A somatic and mindfulness based therapy and meditation helped me to be more aware. The homework I did was probably the most helpful for me. I started off with minor stuff, like noticing I had a headache or my legs were tired and how that felt. Not always "why" or giving it meaning, just noticing how things are. I also became more knowledgeably of what sensations meant. Admittedly I didn't know cold hands, tempoary visual disturbances, or a dry throat was anxiety. I also became better aware what pleasure felt like again. Tingly, warm, fuzzy sensations. At one point, I started to take notes any time I notice pleasure or displeasure. No meaning, no trauma, just do I like it or not. So I have a personal list of what feels good and doesn't. I think doing this sort of thing at home without any trauma connection was helpful for me. I was often too overwhelmed in therapy.
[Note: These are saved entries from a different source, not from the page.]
#[tokio::test]
async fn test_billboard_delete_returns_count() {
    let app = TestApp::new();
    let store = app.create_store("Shop").await;
    let id = app
        .create(
            store,
            "billboards",
            json!({ "label": "Winter", "imageUrl": "https://img.test/w.png" }),
        )
        .await;

    let response = app
        .delete(&format!("/api/{store}/billboards/{id}"), Some(OWNER_TOKEN))
        .await;

    assert_eq!(response.status, StatusCode::OK);
    assert_eq!(response.json()["count"], 1);
    let gone = app.get(&format!("/api/{store}/billboards/{id}")).await;
    assert!(gone.json().is_null());
}

// =============================================================================
// Categories
// =============================================================================

#[tokio::test]
async fn test_category_get_expands_billboard() {
    let app = TestApp::new();
    let store = app.create_store("Shop").await;
    let catalog = app.seed_catalog(store).await;

    let response = app
        .get(&format!("/api/{store}/categories/{}", catalog.category))
        .await;

    assert_eq!(response.status, StatusCode::OK);
    let category = response.json();
    assert_eq!(category["name"], "Shirts");
    assert_eq!(category["billboardId"], catalog.billboard);
    assert_eq!(category["billboard"]["label"], "Summer");
}

#[tokio::test]
async fn test_category_requires_billboard() {
    let app = TestApp::new();
    let store = app.create_store("Shop").await;

    let response = app
        .post(
            &format!("/api/{store}/categories"),
            Some(OWNER_TOKEN),
            json!({ "name": "Shirts" }),
        )
        .await;

    assert_eq!(response.status, StatusCode::BAD_REQUEST);
    assert_eq!(response.text(), "Billboard id is required");
}

#[tokio::test]
async fn test_blank_billboard_id_reads_as_missing() {
    let app = TestApp::new();
    let store = app.create_store("Shop").await;

    let response = app
        .post(
            &format!("/api/{store}/categories"),
            Some(OWNER_TOKEN),
            json!({ "name": "Shirts", "billboardId": "" }),
        )
        .await;

    assert_eq!(response.status, StatusCode::BAD_REQUEST);
    assert_eq!(response.text(), "Billboard id is required");
}

#[tokio::test]
async fn test_null_name_reads_as_missing() {
    let app = TestApp::new();
    let store = app.create_store("Shop").await;
    let catalog = app.seed_catalog(store).await;

    let response = app
        .post(
            &format!("/api/{store}/categories"),
            Some(OWNER_TOKEN),
            json!({ "name": null, "billboardId": catalog.billboard }),
        )
        .await;

    assert_eq!(response.status, StatusCode::BAD_REQUEST);
    assert_eq!(response.text(), "Name is required");
}

#[tokio::test]
async fn test_mistyped_body_is_plain_400() {
    let app = TestApp::new();
    let store = app.create_store("Shop").await;

    let response = app
        .post(
            &format!("/api/{store}/categories"),
            Some(OWNER_TOKEN),
            json!({ "name": 7, "billboardId": "not-a-uuid" }),
        )
        .await;

    assert_eq!(response.status, StatusCode::BAD_REQUEST);
    assert_eq!(response.text(), "Invalid request body");
}

#[tokio::test]
async fn test_unparseable_body_is_plain_400() {
    let app = TestApp::new();
    let store = app.create_store("Shop").await;

    let request = Request::builder()
        .method(Method::POST)
        .uri(format!("/api/{store}/sizes"))
        .header(header::AUTHORIZATION, format!("Bearer {OWNER_TOKEN}"))
        .header(header::CONTENT_TYPE, "application/json")
        .body(Body::from("{\"name\": "));
    let Ok(request) = request else {
        panic!("request builds");
    };
    let response = tower::ServiceExt::oneshot(app.router.clone(), request)
        .await
        .unwrap_or_else(|never| match never {});

    assert_eq!(response.status(), StatusCode::BAD_REQUEST);
    let body = axum::body::to_bytes(response.into_body(), usize::MAX)
        .await
        .unwrap_or_default();
    assert_eq!(&body[..], b"Invalid request body");
}

#[tokio::test]
async fn test_malformed_store_id_is_400() {
    let app = TestApp::new();

    let response = app.get("/api/not-a-store/categories").await;

    assert_eq!(response.status, StatusCode::BAD_REQUEST);
    assert_eq!(response.text(), "Invalid id");
}

// =============================================================================
// Colors and sizes
// =============================================================================

#[tokio::test]
async fn test_color_value_must_be_hex() {
    let app = TestApp::new();
    let store = app.create_store("Shop").await;
    let uri = format!("/api/{store}/colors");

    let missing_hash = app
        .post(&uri, Some(OWNER_TOKEN), json!({ "name": "Red", "value": "ff0000" }))
        .await;
    assert_eq!(missing_hash.status, StatusCode::BAD_REQUEST);
    assert_eq!(missing_hash.text(), "Value must be a valid hex code");

    let too_short = app
        .post(&uri, Some(OWNER_TOKEN), json!({ "name": "Red", "value": "#ff" }))
        .await;
    assert_eq!(too_short.status, StatusCode::BAD_REQUEST);

    let short_form = app
        .post(&uri, Some(OWNER_TOKEN), json!({ "name": "White", "value": "#fff" }))
        .await;
    assert_eq!(short_form.status, StatusCode::OK);
    assert_eq!(short_form.json()["value"], "#fff");
}

#[tokio::test]
async fn test_size_update_and_delete() {
    let app = TestApp::new();
    let store = app.create_store("Shop").await;
    let id = app
        .create(store, "sizes", json!({ "name": "Small", "value": "S" }))
        .await;
    let uri = format!("/api/{store}/sizes/{id}");

    let updated = app
        .patch(&uri, Some(OWNER_TOKEN), json!({ "name": "Medium", "value": "M" }))
        .await;
    assert_eq!(updated.status, StatusCode::OK);
    assert_eq!(updated.json()["value"], "M");

    let deleted = app.delete(&uri, Some(OWNER_TOKEN)).await;
    assert_eq!(deleted.status, StatusCode::OK);
    assert_eq!(app.get(&format!("/api/{store}/sizes")).await.json(), json!([]));
}

#[tokio::test]
async fn test_update_missing_row_is_404() {
    let app = TestApp::new();
    let store = app.create_store("Shop").await;

    let response = app
        .patch(
            &format!("/api/{store}/sizes/{}", uuid::Uuid::new_v4()),
            Some(OWNER_TOKEN),
            json!({ "name": "Medium", "value": "M" }),
        )
        .await;

    assert_eq!(response.status, StatusCode::NOT_FOUND);
    assert_eq!(response.text(), "Not found");
}

#[tokio::test]
async fn test_get_missing_row_is_null() {
    let app = TestApp::new();
    let store = app.create_store("Shop").await;

    let response = app
        .get(&format!("/api/{store}/colors/{}", uuid::Uuid::new_v4()))
        .await;

    assert_eq!(response.status, StatusCode::OK);
    assert!(response.json().is_null());
}

// =============================================================================
// Products
// =============================================================================

#[tokio::test]
async fn test_product_create_includes_images() {
    let app = TestApp::new();
    let store = app.create_store("Shop").await;
    let catalog = app.seed_catalog(store).await;

    let response = app
        .post(
            &format!("/api/{store}/products"),
            Some(OWNER_TOKEN),
            catalog.product("tee", "19.99", false),
        )
        .await;

    assert_eq!(response.status, StatusCode::OK);
    let product = response.json();
    assert_eq!(product["name"], "tee");
    assert_eq!(product["price"], "19.99");
    assert_eq!(product["images"][0]["url"], "https://img.test/tee.png");
}

#[tokio::test]
async fn test_product_requires_price() {
    let app = TestApp::new();
    let store = app.create_store("Shop").await;
    let catalog = app.seed_catalog(store).await;
    let mut payload = catalog.product("tee", "19.99", false);
    if let Some(fields) = payload.as_object_mut() {
        fields.remove("price");
    }

    let response = app
        .post(&format!("/api/{store}/products"), Some(OWNER_TOKEN), payload)
        .await;

    assert_eq!(response.status, StatusCode::BAD_REQUEST);
    assert_eq!(response.text(), "Price is required");
}

#[tokio::test]
async fn test_blank_price_reads_as_missing() {
    let app = TestApp::new();
    let store = app.create_store("Shop").await;
    let catalog = app.seed_catalog(store).await;

    let response = app
        .post(
            &format!("/api/{store}/products"),
            Some(OWNER_TOKEN),
            catalog.product("tee", "", false),
        )
        .await;

    assert_eq!(response.status, StatusCode::BAD_REQUEST);
    assert_eq!(response.text(), "Price is required");
}

#[tokio::test]
async fn test_product_list_hides_archived_and_filters_featured() {
    let app = TestApp::new();
    let store = app.create_store("Shop").await;
    let catalog = app.seed_catalog(store).await;
    app.create(store, "products", catalog.product("plain", "10", false))
        .await;
    app.create(store, "products", catalog.product("star", "12", true))
        .await;
    let mut archived = catalog.product("old", "5", false);
    archived["isArchived"] = json!(true);
    app.create(store, "products", archived).await;

    let all = app.get(&format!("/api/{store}/products")).await.json();
    let mut names: Vec<&str> = all
        .as_array()
        .map(|rows| rows.iter().filter_map(|p| p["name"].as_str()).collect())
        .unwrap_or_default();
    names.sort_unstable();
    assert_eq!(names, vec!["plain", "star"]);
    assert_eq!(all[0]["category"]["name"], "Shirts");

    let featured = app
        .get(&format!("/api/{store}/products?isFeatured=true"))
        .await
        .json();
    assert_eq!(featured.as_array().map(Vec::len), Some(1));
    assert_eq!(featured[0]["name"], "star");
}
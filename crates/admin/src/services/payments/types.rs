//! Checkout session request and response types.

use serde::Deserialize;

use shopdeck_core::{CurrencyCode, OrderId};

/// One purchasable line.
#[derive(Debug, Clone, PartialEq, Eq)]
pub struct LineItem {
    /// Product name shown on the hosted page.
    pub name: String,
    /// Unit price in minor units (cents).
    pub unit_amount: i64,
    pub currency: CurrencyCode,
    pub quantity: u32,
}

/// Everything needed to open a hosted checkout page.
#[derive(Debug, Clone, PartialEq, Eq)]
pub struct CheckoutSessionRequest {
    pub line_items: Vec<LineItem>,
    pub success_url: String,
    pub cancel_url: String,
    /// Order this session pays for; echoed back in the session metadata.
    pub order_id: OrderId,
}

/// A created checkout session.
#[derive(Debug, Clone, PartialEq, Eq, Deserialize)]
pub struct CheckoutSession {
    pub id: String,
    /// Hosted page to send the shopper to.
    pub url: String,
}

/// Error envelope returned by the gateway on non-2xx responses.
#[derive(Debug, Deserialize)]
pub(super) struct ApiErrorBody {
    pub error: ApiErrorDetail,
}

#[derive(Debug, Deserialize)]
pub(super) struct ApiErrorDetail {
    #[serde(default)]
    pub message: Option<String>,
    #[serde(rename = "type", default)]
    pub kind: Option<String>,
}
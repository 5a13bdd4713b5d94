//! Per-field validation of request payloads.
//!
//! The same rules run on both sides of the wire: forms check them before
//! submitting, and the API re-checks them and answers `400` with the first
//! failing field's message.

use core::fmt;

use serde::Serialize;

/// A single failed field.
#[derive(Debug, Clone, PartialEq, Eq, Serialize)]
pub struct FieldError {
    /// JSON field name (camelCase).
    pub field: &'static str,
    /// Human-readable message, e.g. `Name is required`.
    pub message: String,
}

/// All failed fields of a payload, in declaration order.
#[derive(Debug, Clone, Default, PartialEq, Eq, Serialize)]
#[serde(transparent)]
pub struct FieldErrors(Vec<FieldError>);

impl FieldErrors {
    /// An empty error set.
    #[must_use]
    pub const fn new() -> Self {
        Self(Vec::new())
    }

    /// An error set with one failed field.
    #[must_use]
    pub fn single(field: &'static str, message: impl Into<String>) -> Self {
        let mut errors = Self::new();
        errors.push(field, message);
        errors
    }

    /// Record a failure for `field`.
    pub fn push(&mut self, field: &'static str, message: impl Into<String>) {
        self.0.push(FieldError {
            field,
            message: message.into(),
        });
    }

    /// Record `message` for `field` when `value` is blank.
    pub fn require(&mut self, field: &'static str, value: &str, message: &str) {
        if value.trim().is_empty() {
            self.push(field, message);
        }
    }

    /// Record `message` for `field` when `value` is `None`.
    pub fn require_some<T>(&mut self, field: &'static str, value: Option<&T>, message: &str) {
        if value.is_none() {
            self.push(field, message);
        }
    }

    /// Whether no field failed.
    #[must_use]
    pub fn is_empty(&self) -> bool {
        self.0.is_empty()
    }

    /// Number of failed fields.
    #[must_use]
    pub fn len(&self) -> usize {
        self.0.len()
    }

    /// Message of the first failed field.
    #[must_use]
    pub fn first_message(&self) -> Option<&str> {
        self.0.first().map(|e| e.message.as_str())
    }

    /// Message for a specific field, if it failed.
    #[must_use]
    pub fn get(&self, field: &str) -> Option<&str> {
        self.0
            .iter()
            .find(|e| e.field == field)
            .map(|e| e.message.as_str())
    }

    /// Iterate over the failures.
    pub fn iter(&self) -> impl Iterator<Item = &FieldError> {
        self.0.iter()
    }

    /// `Ok(())` if empty, otherwise `Err(self)`.
    ///
    /// # Errors
    ///
    /// Returns `self` when at least one field failed.
    pub fn into_result(self) -> Result<(), Self> {
        if self.is_empty() { Ok(()) } else { Err(self) }
    }
}

impl fmt::Display for FieldErrors {
    fn fmt(&self, f: &mut fmt::Formatter<'_>) -> fmt::Result {
        for (i, error) in self.0.iter().enumerate() {
            if i > 0 {
                f.write_str("; ")?;
            }
            write!(f, "{}: {}", error.field, error.message)?;
        }
        Ok(())
    }
}

impl std::error::Error for FieldErrors {}

/// A payload with required fields.
pub trait Validate {
    /// Check every field, collecting all failures.
    ///
    /// # Errors
    ///
    /// Returns the failed fields in declaration order.
    fn validate(&self) -> Result<(), FieldErrors>;
}
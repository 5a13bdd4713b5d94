//! Shopdeck Core - Shared types library.
//!
//! This crate provides common types used across all Shopdeck components:
//! - `admin` - Store admin HTTP API
//! - `client` - API client and the mutation/retry protocol
//! - `cli` - Command-line forms, migrations and management
//!
//! # Architecture
//!
//! The core crate contains only types and traits - no I/O, no database access,
//! no HTTP clients. This keeps it lightweight and allows it to be used on both
//! sides of the wire.
//!
//! # Modules
//!
//! - [`types`] - Type-safe IDs, prices, colors, entity models and request payloads

#![cfg_attr(not(test), forbid(unsafe_code))]

pub mod types;

pub use types::*;
//! External collaborators of the admin API.
//!
//! # Services
//!
//! - `identity` - Session-token verification against the auth provider
//! - `payments` - Hosted checkout sessions via Stripe

pub mod identity;
pub mod payments;

pub use identity::{ClerkClient, IdentityError, IdentityProvider, Principal};
pub use payments::{
    CheckoutSession, CheckoutSessionRequest, LineItem, PaymentError, PaymentGateway, StripeClient,
};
The list I have helps me because I can rely on it to feel soothed or to help me feel connected in a way that isn't scary or overwhelming. I also like doing progressive muscle relaxation mediations, which is just using different muscles and noticing how that feels. Breathing meditation, I find also helpful because the calmer I am the more I'm connected with my body, moreover, you are focused on the natural rythm of your breathing. That's a form of being grounded in your own body.

I can only speak from minor experience, but I hope that helps.
 
This is something that I want to talk about with my therapist in a few days. I don't know that I feel physical pain. I'm a klutz and injure myself quite often, but I don't know that I'd ever describe it as being painful. I've also passed several kidney stones and only felt a little uncomfortable. I think that I started to view feeling pain or sickness as something that was partially performative, like maybe people have to act like they're in pain to really feel it. I'm starting to wonder if this is something that is actually bad for my health as it might be causing me to ignore symptoms that other people would consider more serious.